TRY IT
Exactly reproduce the lines from the one holding "cf-watcher.toml configuration file." through the final line of the listing below, with both ends included and nothing else.

MATERIAL TO PROCESS
//! CLI argument definitions for cf-watcher.
//!
//! Uses `clap` v4 derive macros to parse command-line arguments.

use std::path::PathBuf;

use clap::Parser;

use cfwatcher_core::config::CfWatcherConfig;

/// Cloudflare Tunnel ingress watcher.
///
/// Listens for Docker container start events and adds an ingress rule to the
/// configured tunnel for every container labelled with `cf_watcher.*`.
#[derive(Parser, Debug)]
#[command(name = "cf-watcher")]
#[command(version, about, long_about = None)]
pub struct DaemonCli {
    /// Path to cf-watcher.toml configuration file.
    ///
    /// A missing file is not an error: defaults and environment variables apply.
    #[arg(short, long, default_value = "/etc/cf-watcher/cf-watcher.toml")]
    pub config: PathBuf,

    /// Override log level (trace, debug, info, warn, error).
    ///
    /// Takes precedence over the config file and environment variables.
    #[arg(long)]
    pub log_level: Option<String>,

    /// Override log format (json, pretty).
    ///
    /// Takes precedence over the config file and environment variables.
    #[arg(long)]
    pub log_format: Option<String>,

    /// Validate configuration and exit without watching.
    #[arg(long)]
    pub validate: bool,

    /// Reconcile a single container (ID or name) and exit.
    #[arg(long, value_name = "ID")]
    pub container: Option<String>,
}

impl DaemonCli {
    /// Applies command-line overrides on top of file and environment values.
    pub fn apply_overrides(&self, config: &mut CfWatcherConfig) {
        if let Some(level) = &self.log_level {
            config.general.log_level = level.clone();
        }
        if let Some(format) = &self.log_format {
            config.general.log_format = format.clone();
        }
    }
}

ANSWER TO THIS PROBLEM
    /// Path to cf-watcher.toml configuration file.
    ///
    /// A missing file is not an error: defaults and environment variables apply.
    #[arg(short, long, default_value = "/etc/cf-watcher/cf-watcher.toml")]
    pub config: PathBuf,

    /// Override log level (trace, debug, info, warn, error).
    ///
    /// Takes precedence over the config file and environment variables.
    #[arg(long)]
    pub log_level: Option<String>,

    /// Override log format (json, pretty).
    ///
    /// Takes precedence over the config file and environment variables.
    #[arg(long)]
    pub log_format: Option<String>,

    /// Validate configuration and exit without watching.
    #[arg(long)]
    pub validate: bool,

    /// Reconcile a single container (ID or name) and exit.
    #[arg(long, value_name = "ID")]
    pub container: Option<String>,
}

impl DaemonCli {
    /// Applies command-line overrides on top of file and environment values.
    pub fn apply_overrides(&self, config: &mut CfWatcherConfig) {
        if let Some(level) = &self.log_level {
            config.general.log_level = level.clone();
        }
        if let Some(format) = &self.log_format {
            config.general.log_format = format.clone();
        }
    }
}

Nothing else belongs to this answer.